DMR–Gold trades sideways, markets looking for direction


Gold is trading sideways this morning after a quiet overnight session – down $1 at $1292.  Silver is down 8¢ at $15.67.  The markets, in general, seem unsure how to react to a slew of global political and economic events over the past few days and looking for a functional narrative upon which it can proceed.

Two pieces of news yesterday might provide that direction as time goes on. One is Fitch’s warning that it might drop the U.S.’ AAA credit rating if things do not improve in Washington.  The credit agency’s warning came hours before the president walked out of a meeting with Congressional Democrats at the White House. The other is the Bloomberg report of “a steep decline in demand” at the U.S. Treasury’s bond auctions. That piece of unsettling news comes at a time when the federal government’s needs are growing rapidly as China and Japan, the two largest holders of U.S. sovereign debt, have moved to the sidelines.

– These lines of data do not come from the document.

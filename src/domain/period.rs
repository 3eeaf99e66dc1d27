//! Reporting period selection
//!
//! A [`PeriodSpec`] is what the operator picks; [`PeriodSpec::query_fragment`]
//! renders it as the query string fragment the data value endpoint expects:
//!
//! | Variant      | Fragment                                        |
//! |--------------|-------------------------------------------------|
//! | `Monthly`    | `period=YYYYMM`                                 |
//! | `Quarterly`  | `period=YYYYQn`                                 |
//! | `Yearly`     | `period=YYYY`                                   |
//! | `YearRange`  | `startDate=YYYY-01-01&endDate=YYYY-12-31`       |
//! | `DateRange`  | `startDate=YYYY-MM-DD&endDate=YYYY-MM-DD`       |

use super::errors::HarvestError;
use chrono::NaiveDate;
use regex::Regex;
use std::fmt;
use std::str::FromStr;
use std::sync::OnceLock;

/// A calendar-aligned reporting interval
#[derive(Debug, Clone, Copy, PartialEq, Eq)]
pub enum PeriodSpec {
    Monthly { year: i32, month: u32 },
    Quarterly { year: i32, quarter: u8 },
    Yearly { year: i32 },
    /// Whole calendar years, January 1 of `start` to December 31 of `end`
    YearRange { start: i32, end: i32 },
    DateRange { start: NaiveDate, end: NaiveDate },
}

impl PeriodSpec {
    /// Renders the query fragment for the data value retrieval
    pub fn query_fragment(&self) -> String {
        match self {
            PeriodSpec::Monthly { year, month } => format!("period={year:04}{month:02}"),
            PeriodSpec::Quarterly { year, quarter } => format!("period={year:04}Q{quarter}"),
            PeriodSpec::Yearly { year } => format!("period={year:04}"),
            PeriodSpec::YearRange { start, end } => {
                format!("startDate={start:04}-01-01&endDate={end:04}-12-31")
            }
            PeriodSpec::DateRange { start, end } => format!(
                "startDate={}&endDate={}",
                start.format("%Y-%m-%d"),
                end.format("%Y-%m-%d")
            ),
        }
    }

    /// The `(key, value)` pairs of [`Self::query_fragment`]
    pub fn query_pairs(&self) -> Vec<(&'static str, String)> {
        match self {
            PeriodSpec::YearRange { start, end } => vec![
                ("startDate", format!("{start:04}-01-01")),
                ("endDate", format!("{end:04}-12-31")),
            ],
            PeriodSpec::DateRange { start, end } => vec![
                ("startDate", start.format("%Y-%m-%d").to_string()),
                ("endDate", end.format("%Y-%m-%d").to_string()),
            ],
            other => {
                let fragment = other.query_fragment();
                let value = fragment.trim_start_matches("period=").to_string();
                vec![("period", value)]
            }
        }
    }
}

impl fmt::Display for PeriodSpec {
    fn fmt(&self, f: &mut fmt::Formatter<'_>) -> fmt::Result {
        write!(f, "{}", self.query_fragment())
    }
}

fn quarter_pattern() -> &'static Regex {
    static RE: OnceLock<Regex> = OnceLock::new();
    RE.get_or_init(|| Regex::new(r"^(\d{4})Q([1-4])$").expect("valid quarter pattern"))
}

fn month_pattern() -> &'static Regex {
    static RE: OnceLock<Regex> = OnceLock::new();
    RE.get_or_init(|| Regex::new(r"^(\d{4})-?(\d{2})$").expect("valid month pattern"))
}

fn year_pattern() -> &'static Regex {
    static RE: OnceLock<Regex> = OnceLock::new();
    RE.get_or_init(|| Regex::new(r"^\d{4}$").expect("valid year pattern"))
}

fn invalid(input: &str) -> HarvestError {
    HarvestError::Validation(format!(
        "Unrecognised period '{input}'. Use YYYY-MM, YYYYQn, YYYY, YYYY..YYYY or YYYY-MM-DD..YYYY-MM-DD"
    ))
}

fn parse_year(input: &str) -> Result<i32, HarvestError> {
    if !year_pattern().is_match(input) {
        return Err(invalid(input));
    }
    input.parse().map_err(|_| invalid(input))
}

fn parse_range(input: &str, start: &str, end: &str) -> Result<PeriodSpec, HarvestError> {
    let (start, end) = (start.trim(), end.trim());

    if year_pattern().is_match(start) && year_pattern().is_match(end) {
        let (start, end) = (parse_year(start)?, parse_year(end)?);
        if end < start {
            return Err(HarvestError::Validation(format!(
                "End year {end} is before start year {start}"
            )));
        }
        return Ok(PeriodSpec::YearRange { start, end });
    }

    let start = NaiveDate::parse_from_str(start, "%Y-%m-%d").map_err(|_| invalid(input))?;
    let end = NaiveDate::parse_from_str(end, "%Y-%m-%d").map_err(|_| invalid(input))?;
    if end < start {
        return Err(HarvestError::Validation(format!(
            "End date {end} is before start date {start}"
        )));
    }
    Ok(PeriodSpec::DateRange { start, end })
}

impl FromStr for PeriodSpec {
    type Err = HarvestError;

    fn from_str(s: &str) -> Result<Self, Self::Err> {
        let input = s.trim();
        if input.is_empty() {
            return Err(HarvestError::Validation(
                "Please select a period".to_string(),
            ));
        }

        if let Some((start, end)) = input.split_once("..") {
            return parse_range(input, start, end);
        }

        if let Some(caps) = quarter_pattern().captures(input) {
            let year = parse_year(&caps[1])?;
            let quarter = caps[2].parse().map_err(|_| invalid(input))?;
            return Ok(PeriodSpec::Quarterly { year, quarter });
        }

        if let Some(caps) = month_pattern().captures(input) {
            let year = parse_year(&caps[1])?;
            let month: u32 = caps[2].parse().map_err(|_| invalid(input))?;
            if !(1..=12).contains(&month) {
                return Err(invalid(input));
            }
            return Ok(PeriodSpec::Monthly { year, month });
        }

        if year_pattern().is_match(input) {
            return Ok(PeriodSpec::Yearly {
                year: parse_year(input)?,
            });
        }

        Err(invalid(input))
    }
}
//! Long → wide reshaping
//!
//! Groups sparse observation tuples by `(org unit, period)` and spreads the
//! values over one column per data element (or element/combo pair). The org
//! unit's ancestry is laid out as `Level 1 … Level N` columns ahead of the
//! period, with `N` taken from the deepest unit known to the session so that
//! separate exports from the same hierarchy line up.

use crate::core::hierarchy::{ancestors, max_level, AncestryMap};
use crate::core::resolution::ResolutionMaps;
use crate::domain::{ObservationTuple, Result};
use std::collections::{BTreeSet, HashMap};

pub const PERIOD_HEADER: &str = "Period";

/// Name DHIS2 gives the implicit, non-disaggregated combo
pub const DEFAULT_COMBO: &str = "default";

/// A dense table ready for serialization
#[derive(Debug, Clone, PartialEq, Eq)]
pub struct WideTable {
    pub headers: Vec<String>,
    pub rows: Vec<Vec<String>>,
    pub level_count: usize,
}

impl WideTable {
    pub fn row_count(&self) -> usize {
        self.rows.len()
    }

    pub fn column_count(&self) -> usize {
        self.headers.len()
    }

    /// Data columns only, after the hierarchy and period columns
    pub fn data_columns(&self) -> &[String] {
        &self.headers[self.level_count + 1..]
    }
}

/// Column header for one observation
///
/// The combo suffix is dropped when the combo is absent, resolves to
/// `default`, or cannot be resolved at all.
pub fn column_name(
    data_element_name: &str,
    combo_id: Option<&str>,
    combo_names: &HashMap<String, String>,
) -> String {
    let combo_name = match combo_id {
        Some(id) => combo_names.get(id).map(String::as_str).unwrap_or(id),
        None => DEFAULT_COMBO,
    };

    if combo_name == DEFAULT_COMBO || Some(combo_name) == combo_id {
        data_element_name.to_string()
    } else {
        format!("{data_element_name} ({combo_name})")
    }
}

struct RowGroup<'a> {
    org_unit: &'a str,
    period: &'a str,
    cells: HashMap<String, &'a str>,
}

/// Reshape tuples into a wide table
///
/// Rows follow the order in which each `(org unit, period)` pair first
/// appears. A later tuple landing on the same cell overwrites the earlier one.
///
/// # Errors
///
/// Returns `HarvestError::CyclicHierarchy` if an org unit's parent links loop.
pub fn reshape(tuples: &[ObservationTuple], maps: &ResolutionMaps) -> Result<WideTable> {
    let mut groups: Vec<RowGroup<'_>> = Vec::new();
    let mut group_index: HashMap<(&str, &str), usize> = HashMap::new();
    let mut columns: BTreeSet<String> = BTreeSet::new();

    for tuple in tuples {
        let key = (tuple.org_unit.as_str(), tuple.period.as_str());
        let idx = *group_index.entry(key).or_insert_with(|| {
            groups.push(RowGroup {
                org_unit: key.0,
                period: key.1,
                cells: HashMap::new(),
            });
            groups.len() - 1
        });

        let column = column_name(
            maps.data_element_name(&tuple.data_element),
            tuple.category_option_combo.as_deref(),
            &maps.category_option_combo_names,
        );
        columns.insert(column.clone());
        groups[idx].cells.insert(column, tuple.value.as_str());
    }

    let level_count = max_level(&maps.org_unit_ancestry) as usize;

    let mut headers: Vec<String> = (1..=level_count).map(|n| format!("Level {n}")).collect();
    headers.push(PERIOD_HEADER.to_string());
    headers.extend(columns.iter().cloned());

    let mut hierarchy_cache: HashMap<&str, Vec<String>> = HashMap::new();
    let mut rows = Vec::with_capacity(groups.len());

    for group in &groups {
        let hierarchy = match hierarchy_cache.get(group.org_unit) {
            Some(cells) => cells.clone(),
            None => {
                let cells = hierarchy_cells(group.org_unit, &maps.org_unit_ancestry, level_count)?;
                hierarchy_cache.insert(group.org_unit, cells.clone());
                cells
            }
        };

        let mut row = hierarchy;
        row.push(group.period.to_string());
        row.extend(columns.iter().map(|column| {
            group
                .cells
                .get(column.as_str())
                .map(|value| value.to_string())
                .unwrap_or_default()
        }));
        rows.push(row);
    }

    Ok(WideTable {
        headers,
        rows,
        level_count,
    })
}

/// Ancestor names spread over `width` level columns
///
/// Each name sits in the column of its own level, leaving a gap where a
/// branch skips a level. If the chain's levels are missing, out of range or
/// not strictly increasing, names are packed from the left instead.
fn hierarchy_cells(org_unit: &str, ancestry: &AncestryMap, width: usize) -> Result<Vec<String>> {
    let mut chain = ancestors(org_unit, ancestry).collect::<Result<Vec<_>>>()?;
    chain.reverse();

    let mut cells = vec![String::new(); width];

    let by_level = chain.windows(2).all(|pair| pair[0].level < pair[1].level)
        && chain
            .iter()
            .all(|entry| entry.level >= 1 && entry.level as usize <= width);

    if by_level {
        for entry in &chain {
            cells[entry.level as usize - 1] = entry.name.clone();
        }
    } else {
        for (cell, entry) in cells.iter_mut().zip(&chain) {
            *cell = entry.name.clone();
        }
    }

    Ok(cells)
}
//! Export summary and reporting

use crate::core::export::oplog::{LogLevel, OperationLog};
use crate::domain::HarvestError;
use std::fmt;
use std::time::Duration;
use uuid::Uuid;

/// Something that went wrong without stopping the export
#[derive(Debug, Clone, PartialEq, Eq)]
pub enum ExportWarning {
    /// The retrieval matched no data values
    NoData,
    /// Combo names could not be fetched; columns fall back to bare element names
    DegradedCategoryOptionCombos(String),
}

impl fmt::Display for ExportWarning {
    fn fmt(&self, f: &mut fmt::Formatter<'_>) -> fmt::Result {
        match self {
            ExportWarning::NoData => write!(f, "No data values found for selected criteria"),
            ExportWarning::DegradedCategoryOptionCombos(reason) => {
                write!(f, "Category option combo names unavailable: {reason}")
            }
        }
    }
}

/// Summary of an export run
#[derive(Debug, Clone)]
pub struct ExportSummary {
    pub run_id: Uuid,

    /// Query form of the period, e.g. `period=202401`
    pub period: String,

    /// Data values returned by the server
    pub tuple_count: usize,

    /// Data elements requested
    pub data_element_count: usize,

    /// Organisation units requested
    pub org_unit_count: usize,

    /// Data rows in the CSV, header excluded
    pub row_count: usize,

    pub column_count: usize,

    pub warnings: Vec<ExportWarning>,

    /// Wide-format CSV; `None` when no data was found
    pub csv: Option<String>,

    /// Suggested file name, `<prefix>-YYYY-MM-DD.csv`
    pub file_name: String,

    pub duration: Duration,

    pub log: OperationLog,
}

impl ExportSummary {
    pub fn new(run_id: Uuid, period: String, file_name: String) -> Self {
        Self {
            run_id,
            period,
            tuple_count: 0,
            data_element_count: 0,
            org_unit_count: 0,
            row_count: 0,
            column_count: 0,
            warnings: Vec::new(),
            csv: None,
            file_name,
            duration: Duration::from_secs(0),
            log: OperationLog::new(),
        }
    }

    pub fn with_duration(mut self, duration: Duration) -> Self {
        self.duration = duration;
        self
    }

    pub fn add_warning(&mut self, warning: ExportWarning) {
        self.warnings.push(warning);
    }

    pub fn has_data(&self) -> bool {
        self.csv.is_some()
    }

    /// Data was exported, but with reduced column naming
    pub fn is_degraded(&self) -> bool {
        self.warnings
            .iter()
            .any(|w| matches!(w, ExportWarning::DegradedCategoryOptionCombos(_)))
    }

    pub fn log_summary(&self) {
        tracing::info!(
            run_id = %self.run_id,
            period = %self.period,
            tuples = self.tuple_count,
            data_elements = self.data_element_count,
            org_units = self.org_unit_count,
            rows = self.row_count,
            columns = self.column_count,
            duration_ms = self.duration.as_millis() as u64,
            "Export summary"
        );

        for warning in &self.warnings {
            tracing::warn!(run_id = %self.run_id, %warning, "Export warning");
        }
    }
}

/// A run that stopped early, with everything it logged up to that point
///
/// The last log entry is always the error itself.
#[derive(Debug)]
pub struct ExportFailure {
    pub error: HarvestError,
    pub log: OperationLog,
}

impl ExportFailure {
    pub fn new(error: HarvestError, mut log: OperationLog) -> Self {
        log.error(format!("ERROR: {error}"));
        Self { error, log }
    }

    /// Messages logged at error level
    pub fn errors(&self) -> impl Iterator<Item = &str> {
        self.log
            .entries()
            .iter()
            .filter(|entry| entry.level == LogLevel::Error)
            .map(|entry| entry.message.as_str())
    }
}

impl fmt::Display for ExportFailure {
    fn fmt(&self, f: &mut fmt::Formatter<'_>) -> fmt::Result {
        fmt::Display::fmt(&self.error, f)
    }
}

impl std::error::Error for ExportFailure {
    fn source(&self) -> Option<&(dyn std::error::Error + 'static)> {
        Some(&self.error)
    }
}

impl From<ExportFailure> for HarvestError {
    fn from(failure: ExportFailure) -> Self {
        failure.error
    }
}
//! External system integrations for Harvest.
//!
//! - [`dhis2`] - DHIS2 Web API retrieval
//!
//! Adapters isolate third-party types (reqwest, wire JSON) from the core so
//! the export pipeline can be exercised with in-memory implementations.
//!
//! ```rust,no_run
//! use harvest::adapters::dhis2::{Dhis2Api, Dhis2Client};
//! use harvest::config::{secret_string, Dhis2Config};
//!
//! # async fn example() -> Result<(), Box<dyn std::error::Error>> {
//! let config = Dhis2Config {
//!     base_url: "https://play.dhis2.org/40".to_string(),
//!     username: "admin".to_string(),
//!     password: secret_string("district".to_string()),
//!     timeout_seconds: 60,
//!     tls_verify: true,
//!     proxy_url: None,
//! };
//!
//! let client = Dhis2Client::new(&config)?;
//! let data_sets = client.data_sets().await?;
//! # Ok(())
//! # }
//! ```

pub mod dhis2;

Neither development is minor or easily dismissed as passing phenomena.  As mentioned yesterday, when Standard & Poor’s lowered its credit rating of the United States from AAA to AA+ on August 5, 2011, it set off a strong rally in the gold price. On August 4, the price stood at $1662. Within four days it was trading at over $1800. By August 21st it had hit its all-time highs of over $1900 per ounce.

Quote of the Day
“The great Russian opera singer, Feodor Chaliapin, lost his entire fortune–then worth more than a million pounds–in the Russian revolution. This disaster seared him. He left Russia after the Revolution and went to live in France where in 1931 he bought gold bars and put them in a safe in his cellar in Paris. He was interviewed by the British Sunday Express newspaper on the 5th of May 1935, when he said, ‘People in Britain think governments cannot collapse. They think banknotes are money; banks are impregnable. But I have had everything I made in 25 years stripped from me. I was reduced to singing for tea in which there was sawdust, and bread in which there was wood. With my bar of gold and a pen knife I shall never go hungry.’” — Anecdote told by Haruko Fukuda, World Gold Council chair, in 2000 to the Business Club Zurich

Chart of the Day

Chart note: This long-term gold chart is drawn in log-scale. “Common percent changes,” says Investopedia of log-scale charts, “are represented by an equal spacing between the numbers in the scale. For example, the distance between $10 and $20 is equal to the distance between $20 and $40 because both scenarios represent a 100% increase in price.” On a linear chart, the lesser values are compressed to the point that the viewer misses the strength of a price move, and the greater values are extended to a degree that they tend to dramatize a price move – up or down. The log-scale chart presents data in a more realistic framework without the drama. As you can see from the chart above, the upward trend of the gold price since the early 2000s is not nearly as strong as the move between 1970 and 1980 in percentage terms leading some analysts to believe that we have considerable upside yet to be charted.